use ratatui::layout::{Constraint, Direction, Layout, Rect};
use ratatui::style::{Modifier, Style};
use ratatui::text::{Line, Span};
use ratatui::widgets::{
    Block, Borders, List, ListItem, ListState, Scrollbar, ScrollbarOrientation, ScrollbarState,
    StatefulWidget,
};
use ratatui::Frame;

use crate::models::{Todo, TodoList};
use crate::tui::widgets::color::{get_contrast_text_color, parse_color};
use crate::Config;

/// Checkbox, name and the date pushed to the right edge of `width` columns.
/// Long names are truncated with "..." so the date always stays visible.
pub fn format_todo_line(todo: &Todo, width: usize) -> (String, String) {
    let checkbox = if todo.checked { "[x] " } else { "[ ] " };
    let date = format!(" {}", todo.date);
    let name_width = width
        .saturating_sub(checkbox.chars().count())
        .saturating_sub(date.chars().count());

    let name = if todo.name.chars().count() > name_width {
        let keep = name_width.saturating_sub(3);
        todo.name.chars().take(keep).collect::<String>() + "..."
    } else {
        todo.name.clone()
    };

    let padding = name_width.saturating_sub(name.chars().count());
    let left = format!("{}{}{}", checkbox, name, " ".repeat(padding));
    (left, date)
}

pub fn render_todo_list(f: &mut Frame, area: Rect, todos: &TodoList, list_state: &mut ListState, config: &Config) {
    let active_theme = config.get_active_theme();
    let fg_color = parse_color(&active_theme.fg);
    let bg_color = parse_color(&active_theme.bg);
    let checked_fg = parse_color(&active_theme.checked_fg);
    let highlight_bg = parse_color(&active_theme.highlight_bg);
    let highlight_fg = if active_theme.highlight_fg.is_empty() {
        get_contrast_text_color(highlight_bg)
    } else {
        parse_color(&active_theme.highlight_fg)
    };

    // Split off one column for the scrollbar
    let horizontal = Layout::default()
        .direction(Direction::Horizontal)
        .constraints([Constraint::Min(1), Constraint::Length(1)])
        .split(area);
    let list_area = horizontal[0];
    let scrollbar_area = horizontal[1];

    // 2 for borders, 2 for the highlight symbol
    let max_width = list_area.width.saturating_sub(4) as usize;

    let items: Vec<ListItem> = if todos.is_empty() {
        let hint = format!(
            "Nothing to do. Press {} to add a todo.",
            crate::utils::format_key_binding_for_display(&config.key_bindings.new)
        );
        vec![ListItem::new(hint).style(Style::default().fg(checked_fg))]
    } else {
        todos
            .iter()
            .map(|todo| {
                let (left, date) = format_todo_line(todo, max_width);
                let name_style = if todo.checked {
                    Style::default().fg(checked_fg).add_modifier(Modifier::CROSSED_OUT)
                } else {
                    Style::default().fg(fg_color)
                };
                ListItem::new(Line::from(vec![
                    Span::styled(left, name_style),
                    Span::styled(date, Style::default().fg(checked_fg)),
                ]))
            })
            .collect()
    };

    let title = format!("TODO LIST ({} of {} left)", todos.remaining(), todos.len());
    let list = List::new(items)
        .block(Block::default().borders(Borders::ALL).title(title))
        .style(Style::default().fg(fg_color).bg(bg_color))
        .highlight_symbol("> ")
        .highlight_style(Style::default().fg(highlight_fg).bg(highlight_bg));

    StatefulWidget::render(list, list_area, f.buffer_mut(), list_state);

    let total_items = todos.len();
    let visible_items = list_area.height.saturating_sub(2) as usize;

    if total_items > visible_items && scrollbar_area.width > 0 && list_area.height > 2 {
        let scrollbar_inner_area = Rect::new(
            scrollbar_area.x,
            list_area.y + 1,
            scrollbar_area.width,
            list_area.height.saturating_sub(2),
        );

        let selected_index = list_state.selected().unwrap_or(0);
        let scroll_position = selected_index.saturating_sub(visible_items.saturating_sub(1));

        let mut scrollbar_state = ScrollbarState::new(total_items)
            .viewport_content_length(visible_items)
            .position(scroll_position);

        let scrollbar = Scrollbar::default()
            .orientation(ScrollbarOrientation::VerticalRight)
            .begin_symbol(Some("↑"))
            .end_symbol(Some("↓"))
            .track_symbol(Some("│"))
            .thumb_symbol("█");

        f.render_stateful_widget(scrollbar, scrollbar_inner_area, &mut scrollbar_state);
    }
}

#[cfg(test)]
mod tests {
    use super::*;
    use crate::models::TodoId;

    fn todo(name: &str, checked: bool) -> Todo {
        Todo {
            id: TodoId::from("id"),
            name: name.to_string(),
            date: "2024-09-05".to_string(),
            checked,
        }
    }

    #[test]
    fn line_pads_name_and_keeps_date_right() {
        let (left, date) = format_todo_line(&todo("Call the bank", true), 30);
        assert!(left.starts_with("[x] Call the bank"));
        assert_eq!(date, " 2024-09-05");
        assert_eq!(left.chars().count() + date.chars().count(), 30);
    }

    #[test]
    fn long_name_is_truncated() {
        let (left, date) = format_todo_line(&todo("Schedule doctor appointment", false), 25);
        assert_eq!(left, "[ ] Schedul...");
        assert_eq!(left.chars().count() + date.chars().count(), 25);
    }
}
//! Game sessions: turn order, passes, termination and the move driver.
//!
//! A [`Game`] owns the board, one strategy per side and the selection
//! overlay written by the input side. The state machine is
//!
//! ```text
//! BlackTurn <-> WhiteTurn  (move or pass)
//!     \           /
//!  Draw | BlackWins | WhiteWins   (neither side can move)
//! ```
//!
//! [`Game::tick`] drives the strategies until one of them has nothing to
//! play (typically a human waiting for input) or the game ends.

use std::cmp::Ordering;
use std::fmt;

use tracing::{debug, info, instrument, warn};

use crate::board::{Board, CellId, Topology};
use crate::cell::Color;
use crate::constants::PLY_GUARD_FACTOR;
use crate::error::{ReversiError, Result};
use crate::player::Strategy;
use crate::position::Position;
use crate::selection::Selection;

/// Whose turn it is, or how the game ended.
#[derive(Copy, Clone, Debug, PartialEq, Eq, Hash)]
pub enum TurnState {
    BlackTurn,
    WhiteTurn,
    Draw,
    BlackWins,
    WhiteWins,
}

impl TurnState {
    /// The side to move, or `None` once the game is over.
    pub fn to_move(self) -> Option<Color> {
        match self {
            TurnState::BlackTurn => Some(Color::Black),
            TurnState::WhiteTurn => Some(Color::White),
            _ => None,
        }
    }

    pub fn is_terminal(self) -> bool {
        self.to_move().is_none()
    }

    fn other_side(self) -> TurnState {
        match self {
            TurnState::BlackTurn => TurnState::WhiteTurn,
            TurnState::WhiteTurn => TurnState::BlackTurn,
            terminal => terminal,
        }
    }
}

impl fmt::Display for TurnState {
    fn fmt(&self, f: &mut fmt::Formatter<'_>) -> fmt::Result {
        let s = match self {
            TurnState::BlackTurn => "black to move",
            TurnState::WhiteTurn => "white to move",
            TurnState::Draw => "draw",
            TurnState::BlackWins => "black wins",
            TurnState::WhiteWins => "white wins",
        };
        write!(f, "{s}")
    }
}

/// One game between two strategies.
#[derive(Debug)]
pub struct Game {
    board: Board,
    black: Box<dyn Strategy>,
    white: Box<dyn Strategy>,
    state: TurnState,
    selection: Selection,
}

impl Game {
    /// Start a game on `board` with the topology's opening position.
    /// Black moves first.
    ///
    /// - Hex: ring 1 alternates black/white starting at index 0; the centre
    ///   stays empty.
    /// - Square: the 2x2 centre block alternates black/white.
    ///
    /// # Errors
    /// `InvalidArgument` if a hex board has no ring 1, or the board already
    /// holds pieces.
    pub fn new(
        mut board: Board,
        black: Box<dyn Strategy>,
        white: Box<dyn Strategy>,
    ) -> Result<Self> {
        if board.cells().iter().any(|cell| !cell.is_empty()) {
            return Err(ReversiError::invalid_argument(
                "a game must start from an empty board",
            ));
        }
        let opening_layer = match board.topology() {
            Topology::Hex => 1,
            Topology::Square => 0,
        };
        if board.layer_count() <= opening_layer {
            return Err(ReversiError::invalid_argument(format!(
                "a {} board needs at least {} rings to hold the opening",
                board.topology(),
                opening_layer + 1
            )));
        }
        for index in 0..board.layer_len(opening_layer)? {
            let color = if index % 2 == 0 { Color::Black } else { Color::White };
            let id = board.cell_id(opening_layer, index)?;
            board.set_occupancy(id, color)?;
        }

        let state = TurnState::BlackTurn;
        board.refresh_legal_moves(state.to_move());
        info!(
            topology = %board.topology(),
            size = board.size(),
            black = black.name(),
            white = white.name(),
            "new game"
        );
        Ok(Game {
            board,
            black,
            white,
            state,
            selection: Selection::new(),
        })
    }

    /// Resume from a position already on `board`, with `to_move` on turn.
    /// Nothing is seeded. A position where neither side can move is settled
    /// by the next [`Game::tick`] or [`Game::pass`].
    pub fn from_position(
        mut board: Board,
        black: Box<dyn Strategy>,
        white: Box<dyn Strategy>,
        to_move: Color,
    ) -> Self {
        let state = match to_move {
            Color::Black => TurnState::BlackTurn,
            Color::White => TurnState::WhiteTurn,
        };
        board.refresh_legal_moves(Some(to_move));
        info!(
            topology = %board.topology(),
            size = board.size(),
            %to_move,
            "resumed game"
        );
        Game {
            board,
            black,
            white,
            state,
            selection: Selection::new(),
        }
    }

    pub fn hex(
        size: usize,
        radius: f64,
        black: Box<dyn Strategy>,
        white: Box<dyn Strategy>,
    ) -> Result<Self> {
        Self::new(Board::new(Topology::Hex, size, radius)?, black, white)
    }

    pub fn square(
        size: usize,
        radius: f64,
        black: Box<dyn Strategy>,
        white: Box<dyn Strategy>,
    ) -> Result<Self> {
        Self::new(Board::new(Topology::Square, size, radius)?, black, white)
    }

    pub fn board(&self) -> &Board {
        &self.board
    }

    pub fn state(&self) -> TurnState {
        self.state
    }

    pub fn selection(&self) -> &Selection {
        &self.selection
    }

    /// Piece counts as `(black, white)`.
    pub fn score(&self) -> (usize, usize) {
        (self.board.count(Color::Black), self.board.count(Color::White))
    }

    /// True once neither side has a legal cell. Both sides are swept from
    /// scratch; the stored legality flags are not consulted.
    pub fn is_game_over(&self) -> bool {
        self.state.is_terminal()
            || (!self.board.has_legal_move(Color::Black)
                && !self.board.has_legal_move(Color::White))
    }

    /// If the game just ended, record the result. Returns whether the game
    /// is over.
    fn settle_if_over(&mut self) -> bool {
        if self.state.is_terminal() {
            return true;
        }
        if !self.is_game_over() {
            return false;
        }
        let (black, white) = self.score();
        self.state = match black.cmp(&white) {
            Ordering::Greater => TurnState::BlackWins,
            Ordering::Less => TurnState::WhiteWins,
            Ordering::Equal => TurnState::Draw,
        };
        self.board.refresh_legal_moves(None);
        self.selection.clear();
        info!(black, white, result = %self.state, "game over");
        true
    }

    /// Play `id` for the side to move.
    ///
    /// The selection is cleared whether or not the move is accepted. On
    /// success the captures are applied, the turn passes to the other side
    /// and legality is recomputed for it.
    ///
    /// # Errors
    /// - `InvalidArgument` if `id` is not a cell of the board.
    /// - `IllegalMove` if the game is over or the cell is not flagged legal.
    ///   The board and turn are untouched in that case.
    #[instrument(skip(self), fields(state = %self.state))]
    pub fn apply_move(&mut self, id: CellId) -> Result<()> {
        self.selection.clear();
        let turn = self.state.to_move().ok_or_else(|| {
            ReversiError::illegal_move(format!("the game is over ({})", self.state))
        })?;
        if !self.board.cell(id)?.is_legal() {
            return Err(ReversiError::illegal_move(format!(
                "cell {id} is not a legal move for {turn}"
            )));
        }

        let flipped = self.board.one_move(id, turn)?;
        debug!(%turn, cell = id, flipped, "move");
        self.state = self.state.other_side();
        self.board.refresh_legal_moves(self.state.to_move());
        Ok(())
    }

    /// Hand the turn to the other side without moving, then check whether
    /// the game has ended. Does nothing once the game is over.
    pub fn pass(&mut self) {
        if self.state.is_terminal() {
            return;
        }
        debug!(side = %self.state, "pass");
        self.selection.clear();
        self.state = self.state.other_side();
        self.board.refresh_legal_moves(self.state.to_move());
        self.settle_if_over();
    }

    /// Drive the strategies.
    ///
    /// Repeatedly: stop if the game is over; otherwise ask the side to move
    /// for a cell and play it. A computer strategy with no legal cell
    /// passes. Stops as soon as a strategy has nothing to offer (a human
    /// without a selection). Returns the number of plies played, passes
    /// included.
    ///
    /// # Errors
    /// Whatever the strategy or [`Game::apply_move`] reports, e.g.
    /// `InvalidState` for a multi-cell selection or `IllegalMove` for a
    /// selected cell that is not legal.
    #[instrument(skip(self), fields(state = %self.state))]
    pub fn tick(&mut self) -> Result<usize> {
        let guard = self.board.cell_count() * PLY_GUARD_FACTOR + 2;
        for plies in 0..guard {
            if self.settle_if_over() {
                return Ok(plies);
            }
            let Some(turn) = self.state.to_move() else {
                return Ok(plies);
            };

            let (choice, passes_when_stuck) = {
                let strategy = match turn {
                    Color::Black => &mut self.black,
                    Color::White => &mut self.white,
                };
                let choice = strategy.choose_move(&self.board, turn, &self.selection)?;
                (choice, strategy.passes_when_stuck())
            };

            match choice {
                Some(id) => self.apply_move(id)?,
                None if passes_when_stuck && self.board.legal_cells().is_empty() => self.pass(),
                None => return Ok(plies),
            }
        }
        warn!(guard, "tick stopped at the ply guard");
        Ok(guard)
    }

    /// Input trigger "commit move": play the current selection.
    pub fn commit(&mut self) -> Result<usize> {
        self.tick()
    }

    /// Flip the selection of `id`.
    pub fn toggle_selection(&mut self, id: CellId) -> Result<bool> {
        self.board.cell(id)?;
        Ok(self.selection.toggle(id))
    }

    pub fn clear_selection(&mut self) {
        self.selection.clear();
    }

    /// Mouse-style selection at a model-space point. A legal, unselected
    /// cell becomes the only selection; anything else clears it. Returns the
    /// newly selected cell.
    pub fn select_at(&mut self, point: &Position) -> Option<CellId> {
        if self.state.is_terminal() {
            return None;
        }
        match self.board.point_to_cell(point) {
            Some(id) if self.board.cells()[id].is_legal() && !self.selection.is_selected(id) => {
                self.selection.select_only(id);
                Some(id)
            }
            _ => {
                self.selection.clear();
                None
            }
        }
    }

    /// Pieces the opponent would lose if the side to move played `id`.
    ///
    /// # Errors
    /// `IllegalMove` if the game is over or the move is not legal.
    pub fn preview_score(&self, id: CellId) -> Result<usize> {
        let turn = self
            .state
            .to_move()
            .ok_or_else(|| ReversiError::illegal_move("the game is over"))?;
        self.board.move_score(id, turn)
    }
}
==========
» Instructions to follow: Pick out and copy the lines of the entries that hold the string "TodoId".

» Your solution:
    use crate::models::TodoId;
            id: TodoId::from("id"),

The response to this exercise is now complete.